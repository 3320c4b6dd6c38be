//! Spawnable-object pool: the concrete pool for recyclable game objects.
//!
//! [`SpawnHandle`] is an engine-agnostic stand-in for a spawned scene object:
//! a cheaply cloneable handle with a label and an activity flag. Cloning a
//! handle shares the underlying object; [`SpawnHandle::instantiate`] is the
//! deep copy used to stamp new instances out of a blueprint.
//!
//! Handles use `Rc` and `Cell` internally: the pool model is single-threaded
//! and frame-driven, so no synchronization is carried.

use std::cell::Cell;
use std::fmt;
use std::rc::Rc;

use crate::pool::{ObjectPool, PoolBehavior};

/// Shared handle to a spawnable object.
///
/// # Example
///
/// ```rust
/// use perennial::pool::SpawnHandle;
///
/// let blueprint = SpawnHandle::new("sparkle");
/// let spawned = blueprint.instantiate();
///
/// // Same label, distinct identity.
/// assert_eq!(spawned.label(), "sparkle");
/// assert_ne!(spawned, blueprint);
///
/// spawned.set_active(false);
/// assert!(!spawned.is_active());
/// assert!(blueprint.is_active());
/// ```
#[derive(Clone)]
pub struct SpawnHandle {
    inner: Rc<SpawnInner>,
}

struct SpawnInner {
    label: String,
    active: Cell<bool>,
}

impl SpawnHandle {
    /// Create a new, active spawnable object with the given label.
    pub fn new(label: impl Into<String>) -> Self {
        Self {
            inner: Rc::new(SpawnInner {
                label: label.into(),
                active: Cell::new(true),
            }),
        }
    }

    /// Label of the underlying object.
    pub fn label(&self) -> &str {
        &self.inner.label
    }

    /// True while the object is active in the scene.
    pub fn is_active(&self) -> bool {
        self.inner.active.get()
    }

    /// Activate or deactivate the object.
    pub fn set_active(&self, active: bool) {
        self.inner.active.set(active);
    }

    /// Deep copy: a fresh object with the same label and activity flag but
    /// its own identity, the way engine instantiation stamps out a blueprint.
    pub fn instantiate(&self) -> Self {
        let copy = Self::new(self.inner.label.clone());
        copy.set_active(self.is_active());
        copy
    }
}

impl PartialEq for SpawnHandle {
    /// Identity comparison: two handles are equal only when they refer to
    /// the same underlying object.
    fn eq(&self, other: &Self) -> bool {
        Rc::ptr_eq(&self.inner, &other.inner)
    }
}

impl Eq for SpawnHandle {}

impl fmt::Debug for SpawnHandle {
    fn fmt(&self, f: &mut fmt::Formatter<'_>) -> fmt::Result {
        f.debug_struct("SpawnHandle")
            .field("label", &self.inner.label)
            .field("active", &self.inner.active.get())
            .finish()
    }
}

/// Pool behavior for spawnable objects.
///
/// Holds an optional blueprint. With no source present, every allocation
/// yields the sentinel and the pool simply never grows.
pub struct SpawnBehavior {
    source: Option<SpawnHandle>,
}

impl SpawnBehavior {
    /// Build a behavior around an optional blueprint.
    pub fn new(source: Option<SpawnHandle>) -> Self {
        Self { source }
    }

    /// The blueprint, if present.
    pub fn source(&self) -> Option<&SpawnHandle> {
        self.source.as_ref()
    }
}

impl PoolBehavior for SpawnBehavior {
    type Item = SpawnHandle;

    fn instantiate(&self) -> Option<SpawnHandle> {
        self.source.as_ref().map(SpawnHandle::instantiate)
    }

    fn disable(&self, item: &SpawnHandle) {
        item.set_active(false);
    }

    fn is_active(&self, item: &SpawnHandle) -> bool {
        item.is_active()
    }
}

/// Pool of spawnable objects cloned from a blueprint.
///
/// # Example
///
/// ```rust
/// use perennial::pool::{SpawnHandle, SpawnPool};
///
/// let blueprint = SpawnHandle::new("raindrop");
/// let mut pool = SpawnPool::with_source(blueprint, 3, true);
///
/// let raindrop = pool.get_pooled_object().unwrap();
/// raindrop.set_active(true);
///
/// // Done with it: release deactivates it, and trims the pool when it
/// // sits at or above capacity.
/// pool.release_item(&raindrop);
/// assert!(!raindrop.is_active());
/// ```
pub type SpawnPool = ObjectPool<SpawnBehavior>;

impl SpawnPool {
    /// Pool that clones items from `source`, eagerly filled to
    /// `initial_count`.
    pub fn with_source(source: SpawnHandle, initial_count: usize, allow_expansion: bool) -> Self {
        ObjectPool::new(SpawnBehavior::new(Some(source)), initial_count, allow_expansion)
    }

    /// Pool with no backing blueprint: never allocates, every request yields
    /// the sentinel.
    pub fn without_source(initial_count: usize, allow_expansion: bool) -> Self {
        ObjectPool::new(SpawnBehavior::new(None), initial_count, allow_expansion)
    }
}

#[cfg(test)]
mod tests {
    use super::*;

    #[test]
    fn instantiate_copies_label_but_not_identity() {
        let blueprint = SpawnHandle::new("petal");
        let copy = blueprint.instantiate();

        assert_eq!(copy.label(), "petal");
        assert_ne!(copy, blueprint);
        assert_eq!(copy.is_active(), blueprint.is_active());
    }

    #[test]
    fn clones_share_the_activity_flag() {
        let handle = SpawnHandle::new("petal");
        let alias = handle.clone();

        alias.set_active(false);

        assert!(!handle.is_active());
        assert_eq!(handle, alias);
    }

    #[test]
    fn pool_items_are_copies_of_the_source() {
        let blueprint = SpawnHandle::new("sparkle");
        let mut pool = SpawnPool::with_source(blueprint.clone(), 1, false);

        let item = pool.get_pooled_object().unwrap();
        assert_eq!(item.label(), "sparkle");
        assert_ne!(item, blueprint);
        assert!(!item.is_active());
    }

    #[test]
    fn sourceless_pool_always_yields_the_sentinel() {
        let mut pool = SpawnPool::without_source(5, true);

        assert_eq!(pool.size(), 0);
        assert!(pool.get_pooled_object().is_none());
        assert_eq!(pool.size(), 0);
    }

    #[test]
    fn exhaustion_and_expansion_match_the_pool_contract() {
        let mut bounded = SpawnPool::with_source(SpawnHandle::new("fly"), 1, false);
        bounded.get_pooled_object().unwrap().set_active(true);
        assert!(bounded.get_pooled_object().is_none());
        assert_eq!(bounded.size(), 1);

        let mut growable = SpawnPool::with_source(SpawnHandle::new("fly"), 1, true);
        growable.get_pooled_object().unwrap().set_active(true);
        assert!(growable.get_pooled_object().is_some());
        assert_eq!(growable.size(), 2);
    }

    #[test]
    fn release_shrinks_back_toward_capacity() {
        let mut pool = SpawnPool::with_source(SpawnHandle::new("wind"), 1, true);

        let first = pool.get_pooled_object().unwrap();
        first.set_active(true);
        let second = pool.get_pooled_object().unwrap();
        second.set_active(true);
        assert_eq!(pool.size(), 2);

        pool.release_item(&second);
        assert_eq!(pool.size(), 1);
        assert!(!second.is_active());
    }

    #[test]
    fn clear_empties_the_pool() {
        let mut pool = SpawnPool::with_source(SpawnHandle::new("leaf"), 3, false);
        pool.clear();
        assert!(pool.is_empty());
    }

    #[test]
    fn behavior_exposes_its_source() {
        let blueprint = SpawnHandle::new("stem");
        let pool = SpawnPool::with_source(blueprint.clone(), 0, true);

        assert_eq!(pool.behavior().source(), Some(&blueprint));
        assert!(SpawnPool::without_source(0, false).behavior().source().is_none());
    }
}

INSTRUCTIONS FOR THE TASK: Copy each line of the entries that includes the word "never".

RESULT:
/// yields the sentinel and the pool simply never grows.
    /// Pool with no backing blueprint: never allocates, every request yields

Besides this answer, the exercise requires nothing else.